§ TASK TO COMPLETE:
Show every line of the data below that includes the word "RestActionReader".

-.-.-

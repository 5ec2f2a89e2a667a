use super::{FileResource, Route};
use serde::{Deserialize, Serialize};

/// Ordered set of named routes plus the source files they were read from.
///
/// Adding a route under a name that is already taken replaces the old route and
/// moves the name to the end, so the last definition wins.
#[derive(Debug, Clone, Default, PartialEq, Eq, Serialize, Deserialize)]
pub struct RestRouteCollection {
    routes: Vec<(String, Route)>,
    resources: Vec<FileResource>,
}

impl RestRouteCollection {
    pub fn new() -> Self {
        Self::default()
    }

    pub fn add(&mut self, name: impl Into<String>, route: Route) {
        let name = name.into();
        self.remove(&name);
        tracing::debug!("Adding route {} -> {} {}", name, route.method(), route.path());
        self.routes.push((name, route));
    }

    pub fn remove(&mut self, name: &str) -> Option<Route> {
        let index = self.routes.iter().position(|(existing, _)| existing == name)?;
        Some(self.routes.remove(index).1)
    }

    pub fn get(&self, name: &str) -> Option<&Route> {
        self.routes
            .iter()
            .find(|(existing, _)| existing == name)
            .map(|(_, route)| route)
    }

    pub fn contains(&self, name: &str) -> bool {
        self.get(name).is_some()
    }

    pub fn iter(&self) -> impl Iterator<Item = (&str, &Route)> {
        self.routes.iter().map(|(name, route)| (name.as_str(), route))
    }

    pub fn names(&self) -> impl Iterator<Item = &str> {
        self.routes.iter().map(|(name, _)| name.as_str())
    }

    pub fn len(&self) -> usize {
        self.routes.len()
    }

    pub fn is_empty(&self) -> bool {
        self.routes.is_empty()
    }

    /// Track a source file; a file is only tracked once.
    pub fn add_resource(&mut self, resource: FileResource) {
        if !self.resources.contains(&resource) {
            self.resources.push(resource);
        }
    }

    pub fn resources(&self) -> &[FileResource] {
        &self.resources
    }

    /// Prepend a path prefix to every route.
    pub fn add_prefix(&mut self, prefix: &str) {
        for (_, route) in &mut self.routes {
            route.prefix_path(prefix);
        }
    }

    /// Prepend a name prefix to every route name.
    pub fn add_name_prefix(&mut self, prefix: &str) {
        if prefix.is_empty() {
            return;
        }
        for (name, _) in &mut self.routes {
            name.insert_str(0, prefix);
        }
    }

    /// Append every route and resource of `other`, replacing same-named routes.
    pub fn add_collection(&mut self, other: RestRouteCollection) {
        for (name, route) in other.routes {
            self.add(name, route);
        }
        for resource in other.resources {
            self.add_resource(resource);
        }
    }
}

impl IntoIterator for RestRouteCollection {
    type Item = (String, Route);
    type IntoIter = std::vec::IntoIter<(String, Route)>;

    fn into_iter(self) -> Self::IntoIter {
        self.routes.into_iter()
    }
}

#[cfg(test)]
mod tests {
    use super::*;
    use crate::routing::HttpMethod;

    #[test]
    fn test_add_keeps_order_and_replaces_by_name() {
        let mut collection = RestRouteCollection::new();
        collection.add("get_users", Route::new("/users", HttpMethod::Get));
        collection.add("post_users", Route::new("/users", HttpMethod::Post));
        collection.add("get_users", Route::new("/people", HttpMethod::Get));

        let names: Vec<_> = collection.names().collect();
        assert_eq!(names, vec!["post_users", "get_users"]);
        assert_eq!(collection.get("get_users").unwrap().path(), "/people");
        assert_eq!(collection.len(), 2);
    }

    #[test]
    fn test_resources_are_deduplicated() {
        let mut collection = RestRouteCollection::new();
        collection.add_resource(FileResource::new("src/users.rs"));
        collection.add_resource(FileResource::new("src/users.rs"));
        collection.add_resource(FileResource::new("src/posts.rs"));
        assert_eq!(collection.resources().len(), 2);
    }

    #[test]
    fn test_prefixes_and_merge() {
        let mut users = RestRouteCollection::new();
        users.add("get_users", Route::new("/users", HttpMethod::Get));
        users.add_resource(FileResource::new("src/users.rs"));

        let mut posts = RestRouteCollection::new();
        posts.add("get_posts", Route::new("/posts", HttpMethod::Get));
        posts.add_resource(FileResource::new("src/posts.rs"));

        users.add_collection(posts);
        users.add_prefix("/api");
        users.add_name_prefix("api_");

        assert_eq!(users.get("api_get_users").unwrap().path(), "/api/users");
        assert_eq!(users.get("api_get_posts").unwrap().path(), "/api/posts");
        assert_eq!(users.resources().len(), 2);
    }

    #[test]
    fn test_serializes_for_dumps() {
        let mut collection = RestRouteCollection::new();
        collection.add(
            "get_user",
            Route::new("/users/{id}", HttpMethod::Get).with_default("_controller", "UserController::get_user"),
        );
        let value = serde_json::to_value(&collection).unwrap();
        assert_eq!(value["routes"][0][0], "get_user");
        assert_eq!(value["routes"][0][1]["method"], "GET");
        assert_eq!(
            value["routes"][0][1]["defaults"]["_controller"],
            "UserController::get_user"
        );
    }
}
//! # Restroute
//!
//! Annotation-driven REST route loading for controller-based Rust web applications.
//!
//! Controllers describe themselves through attribute macros; the loader turns that
//! metadata into a [`RestRouteCollection`](routing::RestRouteCollection) and the
//! [`HandlerRegistry`](compile::HandlerRegistry) compiles it into an axum router.
//!
//! ## Features
//!
//! - **Controller metadata at compile time**: `#[controller]` and `#[routes]` record
//!   prefixes, methods, arguments and verb annotations
//! - **REST conventions**: `get_user(id)` becomes `GET /users/{id}`, `cget` on a
//!   `PostController` becomes `GET /posts`
//! - **Tracked sources**: every collection remembers the files it was read from so
//!   cached routes are reloaded when a controller changes
//! - **Axum integration**: register handlers by `<Controller>::<method>` and compile
//!
//! ## Quick Start
//!
//! ```rust
//! use restroute::prelude::*;
//!
//! #[controller(prefix = "/api", name_prefix = "api_")]
//! pub struct PostController;
//!
//! #[routes]
//! impl PostController {
//!     pub fn cget(&self) {}
//!
//!     pub fn get(&self, id: u64) {
//!         let _ = id;
//!     }
//!
//!     fn load(&self) {}
//! }
//!
//! let routes = RestRouteLoader::default()
//!     .load_controller::<PostController>(ReadMode::RestClass)
//!     .unwrap();
//!
//! assert_eq!(routes.get("api_get_posts").unwrap().path(), "/api/posts");
//! assert_eq!(routes.get("api_get_post").unwrap().path(), "/api/posts/{id}");
//! assert_eq!(routes.len(), 2);
//! ```

pub mod annotation;
pub mod cache;
pub mod compile;
pub mod config;
pub mod controller;
pub mod error;
pub mod loader;
pub mod routing;

// Re-export core types
pub use cache::RouteCache;
pub use compile::{FormatLayer, HandlerRegistry, RequestFormat};
pub use config::{ConfigService, RoutingConfig};
pub use controller::{ControllerDescriptor, MethodDescriptor, RestController};
pub use error::{RestRouteError, Result};
pub use loader::RestRouteLoader;
pub use loader::reader::{ActionReader, ActionScope, ReadMode, RestActionReader, RestControllerReader};
pub use routing::{FileResource, HttpMethod, RestRouteCollection, Route};

// Re-export macros
pub use restroute_macro::{
    controller, delete, get, head, no_route, options, patch, post, put, routes,
};

// Re-export commonly used types from dependencies
pub use axum;

/// Prelude module for convenient imports
///
/// ```
/// use restroute::prelude::*;
/// ```
pub mod prelude {
    pub use crate::annotation::{Annotation, AnnotationReader, DescriptorAnnotationReader};
    pub use crate::cache::RouteCache;
    pub use crate::compile::{FormatLayer, HandlerRegistry, RequestFormat};
    pub use crate::config::{ConfigService, RoutingConfig};
    pub use crate::controller::{
        ControllerActions, ControllerDescriptor, ControllerMeta, MethodDescriptor, RestController,
    };
    pub use crate::error::{RestRouteError, Result};
    pub use crate::loader::RestRouteLoader;
    pub use crate::loader::reader::{
        ActionReader, ActionScope, ReadMode, RestActionReader, RestControllerReader,
    };
    pub use crate::routing::{FileResource, HttpMethod, RestRouteCollection, Route};
    pub use crate::{controller, delete, get, head, no_route, options, patch, post, put, routes};
}
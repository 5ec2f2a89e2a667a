//! Readers turning controller metadata into routes.

mod action;
mod controller;

pub use action::RestActionReader;
pub use controller::{ReadMode, RestControllerReader};

use crate::controller::MethodDescriptor;
use crate::error::Result;
use crate::routing::RestRouteCollection;

/// Per-controller settings handed to the action reader for every method.
///
/// The scope only lives for a single controller read, so nothing set while reading
/// one controller is visible when reading the next.
#[derive(Debug, Clone, Default, PartialEq, Eq)]
pub struct ActionScope {
    /// Short name of the controller the method belongs to
    pub controller: String,
    /// Path prefix without its leading `/`
    pub route_prefix: String,
    pub name_prefix: String,
    /// Parent resources of a nested controller, outermost first
    pub parents: Vec<String>,
    /// Resource derived from the controller name in `rest_class` mode
    pub resource: Option<String>,
}

/// Derives the routes of a single controller method.
pub trait ActionReader: Send + Sync {
    /// Append zero or more routes for `method` to `collection`.
    fn read(
        &self,
        collection: &mut RestRouteCollection,
        method: &MethodDescriptor,
        scope: &ActionScope,
    ) -> Result<()>;
}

-.-.-

§ ANSWER TO THIS EXERCISE:
pub use loader::reader::{ActionReader, ActionScope, ReadMode, RestActionReader, RestControllerReader};
        ActionReader, ActionScope, ReadMode, RestActionReader, RestControllerReader,
pub use action::RestActionReader;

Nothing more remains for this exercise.